• TASK DETAILS: Look at the entries below and reproduce them exactly.

++++ DATA IN THIS EXERCISE

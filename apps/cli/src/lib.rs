//! # costwise-cli
//!
//! Command line front end for Costwise.
//!
//! ## Startup Sequence
//! ```text
//! ┌─────────────────────────────────────────────────────────────────────────┐
//! │  1. Parse arguments (clap)                                             │
//! │  2. Load AppConfig: defaults → costwise.toml → COSTWISE_* → --db       │
//! │  3. Initialize tracing (stderr)                                        │
//! │  4. Open the SQLite record store (runs migrations)                     │
//! │  5. Dispatch the command, print text or JSON to stdout                 │
//! │  6. On error: message to stderr, exit status from the error code       │
//! └─────────────────────────────────────────────────────────────────────────┘
//! ```

pub mod cli;
pub mod commands;
pub mod config;
pub mod error;
pub mod logging;
pub mod report;

use clap::Parser;
use tracing::{debug, info};

use crate::cli::Cli;
use crate::config::AppConfig;
use crate::error::{AppError, AppResult};
use crate::report::Output;
use costwise_db::{Database, DbConfig};

/// Runs the binary and returns the process exit status.
pub async fn run() -> i32 {
    let cli = Cli::parse();
    let json = cli.json;

    match execute(cli).await {
        Ok(output) => {
            println!("{}", output);
            0
        }
        Err(err) => {
            if json {
                match serde_json::to_string_pretty(&err) {
                    Ok(body) => eprintln!("{}", body),
                    Err(_) => eprintln!("error: {}", err.message),
                }
            } else {
                eprintln!("error: {}", err.message);
            }
            err.exit_code()
        }
    }
}

async fn execute(cli: Cli) -> AppResult<String> {
    let config = AppConfig::load(cli.config.clone())?.with_database_path(cli.db.clone());
    logging::init_tracing(config.log_filter.as_deref(), cli.verbose);
    debug!(?config, "Configuration loaded");

    let db = open_database(&config).await?;
    let result = commands::dispatch(&db, cli.command, Output::new(cli.json, &config)).await;
    db.close().await;
    result
}

async fn open_database(config: &AppConfig) -> AppResult<Database> {
    if let Some(parent) = config.database_path.parent() {
        if !parent.as_os_str().is_empty() && !parent.exists() {
            std::fs::create_dir_all(parent).map_err(|e| {
                AppError::internal(format!(
                    "Cannot create database directory {}: {}",
                    parent.display(),
                    e
                ))
            })?;
        }
    }

    info!(path = %config.database_path.display(), "Opening database");
    Ok(Database::new(DbConfig::new(config.database_path.clone())).await?)
}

++++++++

• ANSWER TO THIS PROBLEM:
filename apps/cli/src/lib.rs
//! # costwise-cli
//!
//! Command line front end for Costwise.
//!
//! ## Startup Sequence
//! ```text
//! ┌─────────────────────────────────────────────────────────────────────────┐
//! │  1. Parse arguments (clap)                                             │
//! │  2. Load AppConfig: defaults → costwise.toml → COSTWISE_* → --db       │
//! │  3. Initialize tracing (stderr)                                        │
//! │  4. Open the SQLite record store (runs migrations)                     │
//! │  5. Dispatch the command, print text or JSON to stdout                 │
//! │  6. On error: message to stderr, exit status from the error code       │
//! └─────────────────────────────────────────────────────────────────────────┘
//! ```

pub mod cli;
pub mod commands;
pub mod config;
pub mod error;
pub mod logging;
pub mod report;

use clap::Parser;
use tracing::{debug, info};

use crate::cli::Cli;
use crate::config::AppConfig;
use crate::error::{AppError, AppResult};
use crate::report::Output;
use costwise_db::{Database, DbConfig};

/// Runs the binary and returns the process exit status.
pub async fn run() -> i32 {
    let cli = Cli::parse();
    let json = cli.json;

    match execute(cli).await {
        Ok(output) => {
            println!("{}", output);
            0
        }
        Err(err) => {
            if json {
                match serde_json::to_string_pretty(&err) {
                    Ok(body) => eprintln!("{}", body),
                    Err(_) => eprintln!("error: {}", err.message),
                }
            } else {
                eprintln!("error: {}", err.message);
            }
            err.exit_code()
        }
    }
}

async fn execute(cli: Cli) -> AppResult<String> {
    let config = AppConfig::load(cli.config.clone())?.with_database_path(cli.db.clone());
    logging::init_tracing(config.log_filter.as_deref(), cli.verbose);
    debug!(?config, "Configuration loaded");

    let db = open_database(&config).await?;
    let result = commands::dispatch(&db, cli.command, Output::new(cli.json, &config)).await;
    db.close().await;
    result
}

async fn open_database(config: &AppConfig) -> AppResult<Database> {
    if let Some(parent) = config.database_path.parent() {
        if !parent.as_os_str().is_empty() && !parent.exists() {
            std::fs::create_dir_all(parent).map_err(|e| {
                AppError::internal(format!(
                    "Cannot create database directory {}: {}",
                    parent.display(),
                    e
                ))
            })?;
        }
    }

    info!(path = %config.database_path.display(), "Opening database");
    Ok(Database::new(DbConfig::new(config.database_path.clone())).await?)
}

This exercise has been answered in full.